Beautiful, lonely, majestic and surrounded by water, Eltz Castle is located a bit away from the Moselle valley. It has never been destroyed by war. Its 500-year history of construction unites all styles, from the Romantic period to the early Baroque.
The family "von und zu Eltz" have owned the Randhausburg, which today consists of eight towers built around a courtyard, for 800 years. Up to 100 family members once lived in the towers in almost as many rooms. A 70-meter-high (76.5 yards) elliptical rock head, washed on three sides by the Eltz River, serves as the castle's foundation. In 1268, the brothers Elias, Wilhelm and Theoderich divided the castle and estates for the first time.
Three main lines of the house emerged, named after their coats of arms: Eltz of the Golden Lion, Eltz of the Silver Lion and Eltz of the Buffalo Horns. Eltz Castle thus becomes a Ganerbenburg, where several lines of the house live together in a community of heirs and residents.
In 1331, Elector Balduin of Trier had the Trutz- or Baldeneltz built on a rock in front of the castle. From there he bombarded Burg Eltz with stone balls, as they can still be seen in the inner courtyard today. Balduin cut off the supply routes and forced the Eltzers to give up in 1333.

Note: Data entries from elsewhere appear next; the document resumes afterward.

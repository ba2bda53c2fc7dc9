mod common;

use cinder_bound::{BinaryOperator, BoundExpression, BoundFactory, BoundStatement, MethodDescriptor, UnaryOperator};
use cinder_codegen::ModuleTranslator;
use cinder_config::OptimizationLevel;
use cinder_il::verify_body;
use cinder_type::types::TypeStore;
use proptest::prelude::*;

/// Integer expression over `(int a, int b, bool c)`.
#[derive(Debug, Clone)]
enum IntTree {
  Param(u16),
  Constant(i32),
  Negate(Box<IntTree>),
  Binary(BinaryOperator, Box<IntTree>, Box<IntTree>),
  Choose(BoolTree, Box<IntTree>, Box<IntTree>),
}

#[derive(Debug, Clone)]
enum BoolTree {
  Param,
  Literal(bool),
  Compare(BinaryOperator, IntLeaf, IntLeaf),
  And(Box<BoolTree>, Box<BoolTree>),
  Or(Box<BoolTree>, Box<BoolTree>),
  Not(Box<BoolTree>),
}

#[derive(Debug, Clone)]
enum IntLeaf {
  Param(u16),
  Constant(i32),
}

fn arithmetic() -> impl Strategy<Value = BinaryOperator> {
  prop_oneof![
    Just(BinaryOperator::Add),
    Just(BinaryOperator::Sub),
    Just(BinaryOperator::Mul),
    Just(BinaryOperator::BitAnd),
    Just(BinaryOperator::BitOr),
    Just(BinaryOperator::Xor),
  ]
}

fn comparison() -> impl Strategy<Value = BinaryOperator> {
  prop_oneof![
    Just(BinaryOperator::Eq),
    Just(BinaryOperator::Ne),
    Just(BinaryOperator::Lt),
    Just(BinaryOperator::Le),
    Just(BinaryOperator::Gt),
    Just(BinaryOperator::Ge),
  ]
}

fn int_leaf() -> impl Strategy<Value = IntLeaf> {
  prop_oneof![(0u16..2).prop_map(IntLeaf::Param), (-200i32..200).prop_map(IntLeaf::Constant)]
}

fn bool_tree() -> impl Strategy<Value = BoolTree> {
  let leaf = prop_oneof![
    Just(BoolTree::Param),
    any::<bool>().prop_map(BoolTree::Literal),
    (comparison(), int_leaf(), int_leaf()).prop_map(|(op, l, r)| BoolTree::Compare(op, l, r)),
  ];

  leaf.prop_recursive(3, 12, 2, |inner| {
    prop_oneof![
      (inner.clone(), inner.clone()).prop_map(|(l, r)| BoolTree::And(Box::new(l), Box::new(r))),
      (inner.clone(), inner.clone()).prop_map(|(l, r)| BoolTree::Or(Box::new(l), Box::new(r))),
      inner.prop_map(|b| BoolTree::Not(Box::new(b))),
    ]
  })
}

fn int_tree() -> impl Strategy<Value = IntTree> {
  let leaf = prop_oneof![(0u16..2).prop_map(IntTree::Param), any::<i32>().prop_map(IntTree::Constant)];

  leaf.prop_recursive(4, 24, 3, |inner| {
    prop_oneof![
      inner.clone().prop_map(|t| IntTree::Negate(Box::new(t))),
      (arithmetic(), inner.clone(), inner.clone()).prop_map(|(op, l, r)| IntTree::Binary(op, Box::new(l), Box::new(r))),
      (bool_tree(), inner.clone(), inner).prop_map(|(c, t, e)| IntTree::Choose(c, Box::new(t), Box::new(e))),
    ]
  })
}

fn optimization() -> impl Strategy<Value = OptimizationLevel> {
  prop_oneof![Just(OptimizationLevel::Debug), Just(OptimizationLevel::Release)]
}

fn lower_leaf(
  f: &BoundFactory,
  types: &TypeStore,
  leaf: &IntLeaf,
) -> BoundExpression {
  match leaf {
    IntLeaf::Param(index) => f.param(*index, types.i32()),
    IntLeaf::Constant(value) => f.int(*value, types.i32()),
  }
}

fn lower_bool(
  f: &BoundFactory,
  types: &TypeStore,
  tree: &BoolTree,
) -> BoundExpression {
  let boolean = types.boolean();
  match tree {
    BoolTree::Param => f.param(2, boolean),
    BoolTree::Literal(value) => f.bool(*value, boolean),
    BoolTree::Compare(op, left, right) => {
      f.binary(*op, lower_leaf(f, types, left), lower_leaf(f, types, right), boolean)
    },
    BoolTree::And(left, right) => f.binary(
      BinaryOperator::LogicalAnd,
      lower_bool(f, types, left),
      lower_bool(f, types, right),
      boolean,
    ),
    BoolTree::Or(left, right) => f.binary(
      BinaryOperator::LogicalOr,
      lower_bool(f, types, left),
      lower_bool(f, types, right),
      boolean,
    ),
    BoolTree::Not(operand) => f.unary(UnaryOperator::Not, lower_bool(f, types, operand), boolean),
  }
}

fn lower_int(
  f: &BoundFactory,
  types: &TypeStore,
  tree: &IntTree,
) -> BoundExpression {
  let i32 = types.i32();
  match tree {
    IntTree::Param(index) => f.param(*index, i32),
    IntTree::Constant(value) => f.int(*value, i32),
    IntTree::Negate(operand) => f.unary(UnaryOperator::Neg, lower_int(f, types, operand), i32),
    IntTree::Binary(op, left, right) => f.binary(*op, lower_int(f, types, left), lower_int(f, types, right), i32),
    IntTree::Choose(condition, when_true, when_false) => f.conditional(
      lower_bool(f, types, condition),
      lower_int(f, types, when_true),
      lower_int(f, types, when_false),
    ),
  }
}

fn eval_method(types: &TypeStore) -> MethodDescriptor {
  MethodDescriptor::new("Eval", types.i32(), false).with_parameters(vec![types.i32(), types.i32(), types.boolean()])
}

fn run(
  body: impl FnOnce(&BoundFactory, &TypeStore) -> BoundStatement,
  optimization: OptimizationLevel,
) -> common::CodegenResult {
  let mut module = common::module();
  let f = BoundFactory::default();
  let method = eval_method(module.types());
  let statement = body(&f, module.types());
  common::generate(&mut module, &method, statement, &common::config(optimization))
}

proptest! {
    #![proptest_config(ProptestConfig::with_cases(50))]

    /// Value expressions always lower to a stack-balanced body
    #[test]
    fn value_trees_verify(tree in int_tree(), level in optimization()) {
        let result = run(|f, types| f.ret(Some(lower_int(f, types, &tree))), level);

        prop_assert!(result.diagnostics.is_empty(), "unexpected diagnostics: {:?}", result.diagnostics.codes());
        let verified = verify_body(result.body(), true);
        prop_assert!(verified.is_ok(), "verification failed: {:?}", verified);
    }

    /// Branch conditions lower to jumps that land on instruction boundaries with matching heights
    #[test]
    fn branch_trees_verify(condition in bool_tree(), level in optimization()) {
        let result = run(
            |f, types| {
                f.if_(
                    lower_bool(f, types, &condition),
                    f.ret(Some(f.int(1, types.i32()))),
                    Some(f.ret(Some(f.int(2, types.i32())))),
                )
            },
            level,
        );

        let verified = verify_body(result.body(), true);
        prop_assert!(verified.is_ok(), "verification failed: {:?}", verified);
    }

    /// Generating the same tree twice yields the same body
    #[test]
    fn generation_is_deterministic(tree in int_tree(), level in optimization()) {
        let first = run(|f, types| f.ret(Some(lower_int(f, types, &tree))), level);
        let second = run(|f, types| f.ret(Some(lower_int(f, types, &tree))), level);

        prop_assert_eq!(first.body, second.body);
    }
}

#[test]
fn constant_condition_drops_the_dead_arm() {
  let result = run(
    |f, types| {
      f.if_(
        f.bool(true, types.boolean()),
        f.ret(Some(f.int(1, types.i32()))),
        Some(f.ret(Some(f.int(2, types.i32())))),
      )
    },
    OptimizationLevel::Release,
  );

  assert_eq!(verify_body(result.body(), true), Ok(()));
  assert!(result.body().instructions.iter().all(|i| !i.opcode.is_conditional_branch()));
}
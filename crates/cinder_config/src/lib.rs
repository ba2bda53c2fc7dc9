use std::path::Path;

use serde::{Deserialize, Serialize};

/// Requested optimization level for method bodies.
///
/// Synthesized methods without user code ignore this and are always emitted as `Release`.
#[derive(Debug, Copy, Clone, PartialEq, Eq, Default, Serialize, Deserialize)]
#[serde(rename_all = "lowercase")]
pub enum OptimizationLevel {
  #[default]
  Debug,
  Release,
}

/// Options consumed by the code generator.
///
/// Expected format in `cinder.toml`:
/// ```toml
/// [codegen]
/// optimization = "release"
/// debug_plus = true
/// emit_sequence_points = true
/// max_expression_depth = 512
/// ```
#[derive(Debug, Clone, PartialEq, Eq, Serialize, Deserialize)]
#[serde(default)]
pub struct CodegenOptions {
  pub optimization: OptimizationLevel,
  /// Release builds that keep user locals visible to a debugger.
  pub debug_plus: bool,
  /// Emit sequence points for methods that request debug info.
  pub emit_sequence_points: bool,
  /// Nesting depth after which an expression is reported as too complex.
  pub max_expression_depth: u32,
}

impl Default for CodegenOptions {
  fn default() -> Self {
    Self {
      optimization: OptimizationLevel::Debug,
      debug_plus: false,
      emit_sequence_points: true,
      max_expression_depth: 256,
    }
  }
}

impl CodegenOptions {
  pub fn release() -> Self {
    Self {
      optimization: OptimizationLevel::Release,
      ..Self::default()
    }
  }

  pub fn debug() -> Self {
    Self::default()
  }
}

#[derive(Debug, Copy, Clone, PartialEq, Eq, PartialOrd, Ord, Serialize, Deserialize)]
#[serde(rename_all = "lowercase")]
pub enum DebugTrace {
  Codegen,
  Optimizer,
  Builder,
  Realize,
}

/// Controls the verbosity level of progress output.
///
/// - `Quiet`: No output except errors
/// - `Detailed`: Structured progress output (default)
/// - `Verbose`: Detailed output with internal phases
#[derive(Debug, Copy, Clone, PartialEq, Eq, Default)]
pub enum OutputLevel {
  Quiet,
  #[default]
  Detailed,
  Verbose,
}

#[derive(Debug)]
pub enum ConfigError {
  Io { path: String, message: String },
  Parse(String),
  InvalidExpressionDepth(u32),
}

impl std::fmt::Display for ConfigError {
  fn fmt(
    &self,
    f: &mut std::fmt::Formatter<'_>,
  ) -> std::fmt::Result {
    match self {
      ConfigError::Io { path, message } => write!(f, "cannot read config '{}': {}", path, message),
      ConfigError::Parse(message) => write!(f, "invalid config: {}", message),
      ConfigError::InvalidExpressionDepth(depth) => {
        write!(f, "max_expression_depth must be greater than zero (got {})", depth)
      },
    }
  }
}

impl std::error::Error for ConfigError {}

#[derive(Debug, Default, Deserialize)]
#[serde(default)]
struct ConfigFile {
  debug: bool,
  debug_trace: Vec<DebugTrace>,
  quiet: bool,
  verbose: u8,
  codegen: CodegenOptions,
}

#[derive(Debug, Clone, Default)]
pub struct CinderConfig {
  pub debug: bool,
  pub debug_trace: Vec<DebugTrace>,
  pub quiet: bool,
  pub verbose: u8,
  pub output_level: OutputLevel,
  pub codegen: CodegenOptions,
}

impl CinderConfig {
  pub fn new_basic(
    debug: bool,
    debug_trace: Vec<DebugTrace>,
    quiet: bool,
    verbose: u8,
  ) -> Self {
    let output_level = if quiet {
      OutputLevel::Quiet
    } else if verbose > 0 {
      OutputLevel::Verbose
    } else {
      OutputLevel::Detailed
    };

    Self {
      debug,
      debug_trace,
      quiet,
      verbose,
      output_level,
      codegen: CodegenOptions::default(),
    }
  }

  pub fn with_codegen(
    mut self,
    codegen: CodegenOptions,
  ) -> Self {
    self.codegen = codegen;
    self
  }

  pub fn from_toml_str(source: &str) -> Result<Self, ConfigError> {
    let file: ConfigFile = toml::from_str(source).map_err(|e| ConfigError::Parse(e.to_string()))?;

    if file.codegen.max_expression_depth == 0 {
      return Err(ConfigError::InvalidExpressionDepth(0));
    }

    Ok(Self::new_basic(file.debug, file.debug_trace, file.quiet, file.verbose).with_codegen(file.codegen))
  }

  pub fn load<P: AsRef<Path>>(path: P) -> Result<Self, ConfigError> {
    let path = path.as_ref();
    let source = std::fs::read_to_string(path).map_err(|e| ConfigError::Io {
      path: path.display().to_string(),
      message: e.to_string(),
    })?;

    Self::from_toml_str(&source)
  }
}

In 1336 the Eltz Peace was concluded. In 1354 Emperor Charles IV gave the castle of Eltz to Balduin as a fief. The Hochfreien von Eltz thus became feudatories from free imperial knights. The Eltz feud was the only military conflict of importance in the history of the castle.
The possessions of the von Eltz were extensive. The Eltzer courts at Koblenz, Trier, Boppard, Würzburg, Mainz or Eltville indicate the interests of the house. In 1736, the family acquired the dominion of Vukovar in Eastern Slavonia (Croatia). In 1717 Prince Eugene had driven the Turks back as far as Belgrade. In the following decades, the settlement of the largely depopulated conquered territories began. Vukovar was the most important possession of the von Eltz family. From the middle of the 19th century until the expulsion and internment of Germans in concentration camps by Tito in 1944, the dominion of Vukovar was the main residence of the Eltz line of the Golden Lion. Since the Second World War, the vom goldenen Löwen have lived in the Eltzer Hof at Eltville on the Rhine. There was nothing left of the Eltz castle in Vukovar on the Danube after the Balkan War. There was hardly a habitable house left in the town on the border between Croatia and Serbia.
The current owner of the castle, Count Jakob von und zu Eltz-Kempenich, called Faust von Stromberg, lives in Eltville, where his family has a world-renowned winery. Administrators have lived at Eltz Castle since the middle of the 18th century.
The people of Mosel have long been dependent on the landlords of Eltz. But in hard times, like the 30-year war or the Second World War, the castle has given them protection.